В следующую секунду я почувствовал на ладони теплую влагу – непроизвольно сдавил пальцами пластиковый стаканчик, тот расплющился, и кофе вытек.

– Вы не знаете?

Он вздохнул, как старик, который только что сбросил с ног тесные ботинки. Он долго молчал, прежде чем снова заговорить:

– Мы не знаем, что именно должно быть сделано на Земле. Нам удалось только примерно установить, кто это должен сделать.

– Я?

– Нет. Одно время мы так думали и потому позволили Астопелу манипулировать вашей жизнью. Отсюда и появление старого пса, и записки Антонии, и ваше путешествие в будущее… в общем, все.

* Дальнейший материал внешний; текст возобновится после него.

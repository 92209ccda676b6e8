//! JumpServer API models
//!
//! These models follow the JumpServer v1 REST serializers. Only the fields
//! the controller reads or writes are modelled; everything else is ignored
//! on deserialization.

use serde::{Deserialize, Deserializer, Serialize};

/// Credentials posted to `/authentication/auth/`
#[derive(Debug, Clone, Serialize)]
pub struct AuthRequest {
    pub username: String,
    pub password: String,
}

/// Token returned by `/authentication/auth/`
#[derive(Debug, Clone, Serialize, Deserialize)]
pub struct AuthToken {
    pub token: String,
    #[serde(default = "default_keyword")]
    pub keyword: String,
    #[serde(default)]
    pub date_expired: Option<String>,
}

fn default_keyword() -> String {
    "Bearer".to_string()
}

impl AuthToken {
    /// Value for the `Authorization` header
    pub fn header_value(&self) -> String {
        format!("{} {}", self.keyword, self.token)
    }
}

/// Asset (host entry) as returned by `/assets/assets/`
#[derive(Debug, Clone, PartialEq, Eq, Serialize, Deserialize)]
pub struct Asset {
    pub id: String,
    pub hostname: String,
    #[serde(default, deserialize_with = "null_as_default")]
    pub ip: String,
    #[serde(default = "default_ssh_port", deserialize_with = "null_as_ssh_port")]
    pub port: u16,
    #[serde(default)]
    pub platform: Option<String>,
    #[serde(default)]
    pub protocol: Option<String>,
    #[serde(default, deserialize_with = "null_as_default")]
    pub is_active: bool,
    #[serde(default)]
    pub admin_user: Option<String>,
    #[serde(default)]
    pub comment: Option<String>,
}

fn default_ssh_port() -> u16 {
    22
}

/// Hand-registered assets may carry `null` where a value is expected.
fn null_as_default<'de, D, T>(deserializer: D) -> Result<T, D::Error>
where
    D: Deserializer<'de>,
    T: Default + Deserialize<'de>,
{
    Ok(Option::<T>::deserialize(deserializer)?.unwrap_or_default())
}

fn null_as_ssh_port<'de, D>(deserializer: D) -> Result<u16, D::Error>
where
    D: Deserializer<'de>,
{
    Ok(Option::<u16>::deserialize(deserializer)?.unwrap_or_else(default_ssh_port))
}

/// Request body for creating an asset
#[derive(Debug, Clone, PartialEq, Eq, Serialize, Deserialize)]
pub struct CreateAssetRequest {
    pub ip: String,
    pub hostname: String,
    pub port: u16,
    pub platform: String,
    pub protocol: String,
    pub is_active: bool,
    pub comment: String,
    #[serde(skip_serializing_if = "Option::is_none")]
    pub admin_user: Option<String>,
}

impl CreateAssetRequest {
    /// Active SSH asset with the given address
    pub fn ssh(hostname: impl Into<String>, ip: impl Into<String>, port: u16, platform: impl Into<String>) -> Self {
        Self {
            ip: ip.into(),
            hostname: hostname.into(),
            port,
            platform: platform.into(),
            protocol: "ssh".to_string(),
            is_active: true,
            comment: String::new(),
            admin_user: None,
        }
    }
}

/// Binding of an asset to a user (`/assets/asset-users/`)
#[derive(Debug, Clone, PartialEq, Eq, Serialize, Deserialize)]
pub struct AssetUser {
    pub username: String,
    pub asset: String,
}

/// Admin user (privileged account JumpServer uses to manage an asset)
#[derive(Debug, Clone, Serialize, Deserialize)]
pub struct AdminUser {
    pub id: String,
    pub name: String,
    #[serde(default)]
    pub username: String,
}

/// JumpServer user
#[derive(Debug, Clone, Serialize, Deserialize)]
pub struct User {
    pub id: String,
    #[serde(default)]
    pub name: String,
    pub username: String,
}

Мы надеялись, что это поможет вам понять, что от вас требуется. Но мы ошибались. Вы не тот человек, мистер Маккейб. Теперь мы в этом уверены. Но времени остается мало, и мы должны быстро найти нужного человека.

– Из-за приближающегося миллениума? Он пренебрежительно махнул ладонью.

– Миллениум – это ваши земные заморочки, не больше. Работа над вселенской машиной началась гораздо раньше, чем две тысячи лет назад. Но каждая деталь должна быть закончена и встроена в надлежащее место в определенное время. Человечеству на выполнение его части работы были даны миллионы лет. К сожалению, оно свое задание еще не закончило, и задержка вызывает все нарастающее беспокойство… Такого нельзя допустить. Работы ведутся строго по графику, хотя по земным меркам он может показаться чересчур гибким.

– Кто вы по профессии на своем Крысином Картофеле?

– Кресин Артофель. Администраторы и аварийные монтеры. Наша задача – следить, чтобы каждый компонент поставлялся завершенным и в назначенное время. Мы ходим по фабрике с блокнотами, проверяем, соответствуют ли поступающие детали проектному заданию. Если что-то неладно, если происходят ошибки, наша задача их исправлять.

– И часто такое случалось?

– Столько раз, сколько молекул в листке перечной мяты.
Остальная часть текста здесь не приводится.